The Republican'ts insist that the opposition lies, an obvious lie that largely works for them, reassuring their aptly-labeled base—It beats calling them deplorable to their faces. Their convention seems so damned conventional, comprised of actors mouthing the same lies Reagan used to employ to awaken the snoozing monsters lurking inside us all. They seem to take great pride in debasing themselves, serenely preening their perverse perspectives before hungry cameras. They almost never flinch when proclaiming that some socialist Grinch wants to steal your Christmas or that unarmed leftists only want chaos, not justice. If one wants to sustain the lie, one must master that snarky poker face which never, ever belies what might be occurring just beneath the surface. One must exemplify grace under fire as one's own SmoulderingPants threaten the more private places, never flinching, a half-dimensional mannequin of a presence looking, quite literally, too good to be believed. One must not appear to notice the reeking brimstone scent wafting northward from one's own pants which, unsurprisingly, actually do make one's butt look outlandishly big. Such piety, that society, feeling utterly free to inflame you and me.
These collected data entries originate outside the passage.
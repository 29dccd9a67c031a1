use actix_web::{web, HttpResponse, Responder};

use crate::models::{HealthResponse, MessageResponse};
use crate::routes::AppState;

pub fn configure(cfg: &mut web::ServiceConfig) {
    cfg
        .route("/", web::get().to(root))
        .route("/health", web::get().to(health_check));
}

/// Root endpoint, reports which service is running
async fn root(state: web::Data<AppState>) -> impl Responder {
    HttpResponse::Ok().json(MessageResponse {
        message: format!("{} is running!", state.service.display_name()),
    })
}

/// Health check endpoint
async fn health_check() -> impl Responder {
    HttpResponse::Ok().json(HealthResponse {
        status: "healthy".to_string(),
    })
}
We each maintain our own, personal Lie Base, a largely benign collection of partially true scripture, science, and sociology keeping us so-called safe. It's easier to maintain than any endless truth-seeking, though it smells more like a cut-rate gas station's rest room than a rose garden. We're deserving, we insist, and need not resist the occasional liberating debasement. Most of my forebears were openly racist and also publicly pious, a fierce and demeaning combination. They opened the West and fought the wars and passed on their prejudices as my rightful inheritance. I've been learning to distinguish right from wrong since my earliest days, always afraid of losing some significant portion of my heritage and my identity within each transition. I've caught myself being one of those people my parents warned me about and tried for the longest times to avoid letting the resulting deep dark secret slip out. I've notice myself turning into a comical cardboard cut-out and attempted to reinflate a more authentic self. It was always indescribably hard work and I've not yet completed it.
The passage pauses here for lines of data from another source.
use std::io::Cursor;

use calamine::{open_workbook_auto_from_rs, Reader};
use thiserror::Error;

/// Errors raised while validating an uploaded file
#[derive(Debug, Error)]
pub enum IntakeError {
    #[error("Unsupported file format. Please upload CSV or Excel files.")]
    UnsupportedFormat(String),

    #[error("File exceeds the maximum upload size of {limit} bytes")]
    TooLarge { limit: usize },

    #[error("file is not valid UTF-8: {0}")]
    Encoding(#[from] std::str::Utf8Error),

    #[error("{0}")]
    Csv(#[from] csv::Error),

    #[error("No columns to parse from file")]
    NoColumns,

    #[error("Expected {expected} fields in line {line}, saw {found}")]
    TooManyFields { line: usize, expected: usize, found: usize },

    #[error("{0}")]
    Spreadsheet(#[from] calamine::Error),

    #[error("workbook contains no worksheets")]
    NoWorksheet,
}

/// Upload formats accepted by the visualizer
#[derive(Debug, Clone, Copy, PartialEq, Eq)]
pub enum FileFormat {
    Csv,
    Spreadsheet,
}

impl FileFormat {
    /// Detect the format from the filename extension (case-insensitive)
    pub fn from_filename(filename: &str) -> Result<Self, IntakeError> {
        let ext = filename
            .rsplit_once('.')
            .map(|(_, ext)| ext.to_ascii_lowercase())
            .unwrap_or_default();

        match ext.as_str() {
            "csv" => Ok(FileFormat::Csv),
            "xls" | "xlsx" => Ok(FileFormat::Spreadsheet),
            _ => Err(IntakeError::UnsupportedFormat(filename.to_string())),
        }
    }
}

/// Shape of a successfully parsed upload
#[derive(Debug, Clone, Copy, PartialEq, Eq)]
pub struct ParsedTable {
    pub rows: usize,
    pub columns: usize,
}

/// Validates uploads by parsing them; the parsed content is discarded
#[derive(Debug, Clone, Copy)]
pub struct FileIntake {
    max_bytes: usize,
}

impl FileIntake {
    pub fn new(max_bytes: usize) -> Self {
        Self { max_bytes }
    }

    /// Reject a buffer that has grown past the upload limit
    pub fn check_size(&self, len: usize) -> Result<(), IntakeError> {
        if len > self.max_bytes {
            return Err(IntakeError::TooLarge { limit: self.max_bytes });
        }
        Ok(())
    }

    /// Parse `bytes` according to the extension of `filename`
    pub fn parse(&self, filename: &str, bytes: &[u8]) -> Result<ParsedTable, IntakeError> {
        let format = FileFormat::from_filename(filename)?;
        self.check_size(bytes.len())?;

        match format {
            FileFormat::Csv => parse_csv(bytes),
            FileFormat::Spreadsheet => parse_spreadsheet(bytes),
        }
    }
}

fn parse_csv(bytes: &[u8]) -> Result<ParsedTable, IntakeError> {
    let text = std::str::from_utf8(bytes)?;

    // Short rows are padded like missing values; only overlong rows are malformed
    let mut reader = csv::ReaderBuilder::new()
        .has_headers(true)
        .flexible(true)
        .from_reader(text.as_bytes());

    let columns = reader.headers()?.len();
    if columns == 0 {
        return Err(IntakeError::NoColumns);
    }

    let mut rows = 0;
    for record in reader.records() {
        let record = record?;
        if record.len() > columns {
            return Err(IntakeError::TooManyFields {
                line: rows + 2,
                expected: columns,
                found: record.len(),
            });
        }
        rows += 1;
    }

    Ok(ParsedTable { rows, columns })
}

fn parse_spreadsheet(bytes: &[u8]) -> Result<ParsedTable, IntakeError> {
    let mut workbook = open_workbook_auto_from_rs(Cursor::new(bytes))?;

    let range = workbook
        .worksheet_range_at(0)
        .ok_or(IntakeError::NoWorksheet)??;

    let (rows, columns) = range.get_size();
    Ok(ParsedTable { rows, columns })
}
I appreciate the frantic pace that progress has been making, its primary product has been spinning heads and ransacked tradition. I fancy myself no longer fool enough to attempt to navigate forward by means of my rear-view mirror, but I fool myself more effectively than I fool anyone else assembled here with me. I aspire for my butt to appear tucked and trim and I'm not yet beyond deceiving myself in the interest of maintaining that illusion, though you and pretty much everybody else can see right through me. Are we ghosts, mere spirits wrestling with truth while wearing SmolderingPants? Sometimes truth seems to succeed in conquering me, leaving me breathless. Oh, how much more convenient it seems to just sit back and let those reassuring lies wash up and over me, but I simply cannot. We're here for some reason beyond self-deception. We might have been born to advance higher purposes of civilization, not to merely maintain the myths and delusions our forebears fomented, but to wear something other than SmolderingPants. My butt, big or otherwise, has grown weary of the lies.